From wiki,
As Netpol pointed out, this infiltration "is about disruption as much as gathering intelligence". I think it was shared somewhere on the forum though I can't find it now, but I remember seeing a piece recently about how police infiltration caused such distrust and paranoia within and among groups that it essentially broke the environmental protest movement in the early 2000s right when it was starting to make major inroads. The consequences of that are something we are going to be living with for a long time.As of April 2018 the [Undercover Policing] inquiry has confirmed that undercover police had infiltrated the following groups and movements:
Anarchist groups, Animal Liberation Front, Anti-Apartheid Movement, Anti-Fascist Action, Big Flame, Black Power movement, Brixton Hunt Saboteurs, Anglia Ruskin Churchill Society (Young Conservatives), Colin Roach Centre, Dambusters Mobilising Committee, Dissent!, Earth First!, Essex Hunt Saboteurs, Friends of Freedom Press Ltd, Globalise Resistance, Independent Labour Party, Independent Working Class Association, International Marxist Group, International Socialists, Irish National Liberation Solidarity Front, London Animal Action, London Animal Rights Coalition, London Boots Action Group, London Greenpeace, Militant, No Platform, Antifa, Operation Omega, Reclaim the Streets, Red Action, Republican Forum, Revolutionary Socialist Students Federation, Socialist Party (England and Wales), Socialist Workers Party, South London Animal Movement (SLAM), Tri-Continental, Troops Out Movement, Vietnam Solidarity Campaign, West London Hunt Saboteurs, Workers Revolutionary Party, Young Haganah, Young Liberals, Youth against Racism in Europe.

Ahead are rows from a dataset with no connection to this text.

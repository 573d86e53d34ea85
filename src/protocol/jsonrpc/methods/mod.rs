// Copyright (c) 2025 Lokahi RPC Authors
//
// Licensed under dual license:
// - MIT License (LICENSE-MIT or https://opensource.org/licenses/MIT)
// - Apache License, Version 2.0 (LICENSE-APACHE or https://www.apache.org/licenses/LICENSE-2.0)

//! Built-in JSON-RPC methods every endpoint serves.
//!
//! These names are reserved: an [`Endpoint`](super::endpoint::Endpoint)
//! registers them on construction and refuses to replace or remove them.

use std::sync::Arc;

use super::endpoint::EndpointState;
use super::handler::Dispatcher;

pub mod cancel;
pub mod initialize;
pub mod progress;

pub use initialize::InitializeResult;

/// Notification asking the peer to cancel one of its in-flight requests.
pub const CANCEL_REQUEST: &str = "$/cancelRequest";

/// Notification carrying a progress update for a token.
pub const PROGRESS: &str = "$/progress";

/// Handshake request answered with the server capabilities.
pub const INITIALIZE: &str = "initialize";

/// Method names an endpoint keeps for itself.
pub const RESERVED_METHODS: [&str; 3] = [CANCEL_REQUEST, PROGRESS, INITIALIZE];

/// Returns true for a built-in method name.
pub fn is_reserved(method: &str) -> bool {
    RESERVED_METHODS.contains(&method)
}

/// Registers the built-in methods, all sharing the endpoint's state.
pub(crate) fn register_builtin_methods(dispatcher: &Dispatcher, state: &Arc<EndpointState>) {
    cancel::register_cancel_method(dispatcher, Arc::clone(state));
    progress::register_progress_method(dispatcher, Arc::clone(state));
    initialize::register_initialize_method(dispatcher, Arc::clone(state));
}
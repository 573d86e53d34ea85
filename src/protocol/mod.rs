//! Protocol module for the Lokahi RPC engine.
//!
//! JSON-RPC 2.0 message handling, dispatch, and session state live in
//! [`jsonrpc`].

pub mod jsonrpc;
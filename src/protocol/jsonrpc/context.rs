// Copyright (c) 2025 Lokahi RPC Authors
//
// Licensed under dual license:
// - MIT License (LICENSE-MIT or https://opensource.org/licenses/MIT)
// - Apache License, Version 2.0 (LICENSE-APACHE or https://www.apache.org/licenses/LICENSE-2.0)

//! Per-invocation call context handed to every method handler.
//!
//! A [`CallContext`] lives for one synchronous handler call. It exposes the
//! request id, a progress emitter and a cancellation poll. Cancellation is
//! cooperative: setting the flag never interrupts a handler, the handler has
//! to observe [`CallContext::is_canceled`] and bail out on its own.

use std::fmt;
use std::sync::atomic::{AtomicBool, Ordering};
use std::sync::Arc;

use serde_json::Value;

use super::error::{ErrorCode, HandlerError};
use super::types::Id;

/// Thread-safe cooperative cancellation signal.
///
/// Clones share the same flag, so it can be set from any thread while a
/// handler polls it on another.
#[derive(Debug, Clone, Default)]
pub struct CancellationFlag(Arc<AtomicBool>);

impl CancellationFlag {
    /// Creates an unset flag.
    pub fn new() -> Self {
        Self::default()
    }

    /// Requests cancellation.
    pub fn cancel(&self) {
        self.0.store(true, Ordering::Release);
    }

    /// Returns true once cancellation has been requested.
    pub fn is_cancelled(&self) -> bool {
        self.0.load(Ordering::Acquire)
    }
}

/// Sink receiving `(token, value)` progress updates from a handler.
pub type ProgressSink = Arc<dyn Fn(&str, Value) + Send + Sync>;

/// Ambient state of one handler invocation.
#[derive(Clone)]
pub struct CallContext {
    id: Option<Id>,
    cancellation: CancellationFlag,
    progress: Option<(String, ProgressSink)>,
}

impl CallContext {
    /// Context with no progress channel and a private, never-shared flag.
    pub fn detached(id: Option<Id>) -> Self {
        Self {
            id,
            cancellation: CancellationFlag::new(),
            progress: None,
        }
    }

    /// Context wired to a shared cancellation flag and a progress sink.
    pub fn new(
        id: Option<Id>,
        cancellation: CancellationFlag,
        progress_token: String,
        progress: ProgressSink,
    ) -> Self {
        Self {
            id,
            cancellation,
            progress: Some((progress_token, progress)),
        }
    }

    /// The request id, or `None` while serving a notification.
    pub fn id(&self) -> Option<&Id> {
        self.id.as_ref()
    }

    /// Returns true while serving a notification.
    pub fn is_notification(&self) -> bool {
        self.id.is_none()
    }

    /// Polls the cancellation flag for this request.
    pub fn is_canceled(&self) -> bool {
        self.cancellation.is_cancelled()
    }

    /// Fails with `request_cancelled` if cancellation was requested.
    pub fn check_cancelled(&self) -> Result<(), HandlerError> {
        if self.is_canceled() {
            return Err(ErrorCode::RequestCancelled.into());
        }
        Ok(())
    }

    /// Token under which progress for this call is reported.
    pub fn progress_token(&self) -> Option<&str> {
        self.progress.as_ref().map(|(token, _)| token.as_str())
    }

    /// Emits a progress update; a no-op for detached contexts.
    pub fn report_progress(&self, value: Value) {
        if let Some((token, sink)) = &self.progress {
            sink(token, value);
        }
    }
}

impl fmt::Debug for CallContext {
    fn fmt(&self, f: &mut fmt::Formatter<'_>) -> fmt::Result {
        f.debug_struct("CallContext")
            .field("id", &self.id)
            .field("cancelled", &self.is_canceled())
            .field("progress_token", &self.progress_token())
            .finish()
    }
}
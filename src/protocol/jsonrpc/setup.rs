// Copyright (c) 2025 Lokahi RPC Authors
//
// Licensed under dual license:
// - MIT License (LICENSE-MIT or https://opensource.org/licenses/MIT)
// - Apache License, Version 2.0 (LICENSE-APACHE or https://www.apache.org/licenses/LICENSE-2.0)

//! Setup and initialization utilities for endpoints.
//!
//! Endpoints built here pick up their id and token prefixes from the global
//! configuration when it has been initialized.

use crate::config::{endpoint::EndpointConfig, try_get_global_config};
use crate::protocol::jsonrpc::endpoint::{Endpoint, Transport};

/// Endpoint settings from the global configuration, or the defaults.
pub fn endpoint_config() -> EndpointConfig {
    try_get_global_config()
        .map(|global| global.get().endpoint.clone())
        .unwrap_or_default()
}

/// Creates an endpoint configured from the global configuration.
///
/// The built-in methods are registered; application methods are added by the
/// caller.
pub fn create_endpoint(transport: impl Transport + 'static) -> Endpoint {
    Endpoint::with_config(transport, &endpoint_config())
}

The police weren't (for the most part) infiltrating groups that were a risk to the general public, they were infiltrating groups that were challenging the status quo, even when that status quo was obviously wrong. I'm too young (or was too politically unengaged at the time) to remember people being pro-Apartheid so it honestly boggles my mind that anti-Apartheid protests were seen as a threat to the state, but clearly someone in power thought they were and decided to target them for decades. The fact these infiltrations happened over decades - decades when the Conservatives were in power but also decades when Labour was - is interesting as the focus remained almost entirely on left-wing groups. I don't know how to interpret that, but I thought it was worth noting.
The inquiry is expected to report in 2023 and so far has cost over £47 million and looked at 54 years' worth of undercover policing.